Your assignment »
Within the records below, filter for lines carrying the word "level" and copy them.

Material provided »

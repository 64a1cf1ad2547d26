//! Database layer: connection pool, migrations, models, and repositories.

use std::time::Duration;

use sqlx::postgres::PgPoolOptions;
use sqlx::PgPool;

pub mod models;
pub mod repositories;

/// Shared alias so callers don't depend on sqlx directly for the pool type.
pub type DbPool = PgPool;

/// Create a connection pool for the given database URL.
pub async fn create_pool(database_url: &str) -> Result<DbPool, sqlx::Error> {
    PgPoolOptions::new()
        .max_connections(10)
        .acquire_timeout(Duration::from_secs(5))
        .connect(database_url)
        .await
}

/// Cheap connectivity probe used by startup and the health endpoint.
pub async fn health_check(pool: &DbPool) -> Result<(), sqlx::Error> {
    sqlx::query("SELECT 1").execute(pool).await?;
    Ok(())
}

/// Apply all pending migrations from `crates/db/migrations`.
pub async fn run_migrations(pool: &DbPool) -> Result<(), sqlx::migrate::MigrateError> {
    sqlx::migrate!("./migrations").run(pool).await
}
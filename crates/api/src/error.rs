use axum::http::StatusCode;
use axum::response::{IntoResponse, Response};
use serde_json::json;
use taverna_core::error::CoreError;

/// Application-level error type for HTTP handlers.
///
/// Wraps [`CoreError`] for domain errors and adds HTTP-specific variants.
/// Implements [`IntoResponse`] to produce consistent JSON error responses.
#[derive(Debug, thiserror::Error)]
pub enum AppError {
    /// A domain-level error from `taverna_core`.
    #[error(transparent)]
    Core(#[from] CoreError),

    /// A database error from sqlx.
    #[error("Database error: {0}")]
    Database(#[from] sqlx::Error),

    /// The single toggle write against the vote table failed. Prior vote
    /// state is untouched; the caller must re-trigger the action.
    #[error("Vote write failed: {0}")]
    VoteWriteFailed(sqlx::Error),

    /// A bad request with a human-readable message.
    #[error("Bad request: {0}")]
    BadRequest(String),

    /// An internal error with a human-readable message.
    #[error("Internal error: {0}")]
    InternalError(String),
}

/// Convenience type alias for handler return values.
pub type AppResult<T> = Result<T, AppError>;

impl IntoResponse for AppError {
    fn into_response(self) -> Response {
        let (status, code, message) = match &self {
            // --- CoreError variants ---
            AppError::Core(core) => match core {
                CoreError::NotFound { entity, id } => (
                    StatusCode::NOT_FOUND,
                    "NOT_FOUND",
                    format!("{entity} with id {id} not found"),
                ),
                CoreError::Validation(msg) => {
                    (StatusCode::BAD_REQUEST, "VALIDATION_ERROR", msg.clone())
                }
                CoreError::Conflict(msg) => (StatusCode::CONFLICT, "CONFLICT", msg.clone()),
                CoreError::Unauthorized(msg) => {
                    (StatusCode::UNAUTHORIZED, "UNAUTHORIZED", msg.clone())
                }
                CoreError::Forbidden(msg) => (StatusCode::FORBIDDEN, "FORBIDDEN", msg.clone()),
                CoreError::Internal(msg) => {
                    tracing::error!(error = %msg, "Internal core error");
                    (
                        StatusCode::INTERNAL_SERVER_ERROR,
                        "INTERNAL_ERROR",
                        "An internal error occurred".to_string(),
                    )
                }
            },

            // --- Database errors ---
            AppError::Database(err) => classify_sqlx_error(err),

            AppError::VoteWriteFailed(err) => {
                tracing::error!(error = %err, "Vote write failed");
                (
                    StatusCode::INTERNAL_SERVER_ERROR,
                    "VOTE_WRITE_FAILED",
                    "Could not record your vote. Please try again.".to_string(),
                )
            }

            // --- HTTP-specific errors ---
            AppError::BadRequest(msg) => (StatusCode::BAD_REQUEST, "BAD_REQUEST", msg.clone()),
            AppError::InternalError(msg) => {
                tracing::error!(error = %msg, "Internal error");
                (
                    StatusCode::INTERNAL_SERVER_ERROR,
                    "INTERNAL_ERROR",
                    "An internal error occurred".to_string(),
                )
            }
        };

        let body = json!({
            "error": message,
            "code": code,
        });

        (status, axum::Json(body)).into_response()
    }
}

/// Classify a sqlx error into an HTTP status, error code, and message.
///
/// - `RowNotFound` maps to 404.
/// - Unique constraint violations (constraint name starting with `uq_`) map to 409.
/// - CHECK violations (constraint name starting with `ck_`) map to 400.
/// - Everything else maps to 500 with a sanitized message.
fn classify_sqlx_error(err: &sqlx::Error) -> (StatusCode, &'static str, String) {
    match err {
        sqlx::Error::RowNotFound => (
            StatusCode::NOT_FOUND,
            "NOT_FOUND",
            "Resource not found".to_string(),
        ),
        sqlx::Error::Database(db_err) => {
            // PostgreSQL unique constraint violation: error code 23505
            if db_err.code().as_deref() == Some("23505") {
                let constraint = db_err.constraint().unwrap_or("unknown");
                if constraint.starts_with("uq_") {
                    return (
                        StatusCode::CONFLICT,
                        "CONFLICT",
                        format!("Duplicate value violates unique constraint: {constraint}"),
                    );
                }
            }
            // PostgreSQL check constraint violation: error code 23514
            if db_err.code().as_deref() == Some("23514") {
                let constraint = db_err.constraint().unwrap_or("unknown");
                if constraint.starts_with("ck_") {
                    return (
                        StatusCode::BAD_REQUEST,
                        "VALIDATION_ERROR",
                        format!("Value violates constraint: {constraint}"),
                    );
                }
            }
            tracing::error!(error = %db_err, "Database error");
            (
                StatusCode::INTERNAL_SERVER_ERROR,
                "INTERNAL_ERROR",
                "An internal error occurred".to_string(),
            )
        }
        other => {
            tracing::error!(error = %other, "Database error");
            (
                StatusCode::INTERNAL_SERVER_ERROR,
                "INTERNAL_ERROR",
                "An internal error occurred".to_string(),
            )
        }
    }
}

Answer area »
/// Application-level error type for HTTP handlers.
    /// A domain-level error from `taverna_core`.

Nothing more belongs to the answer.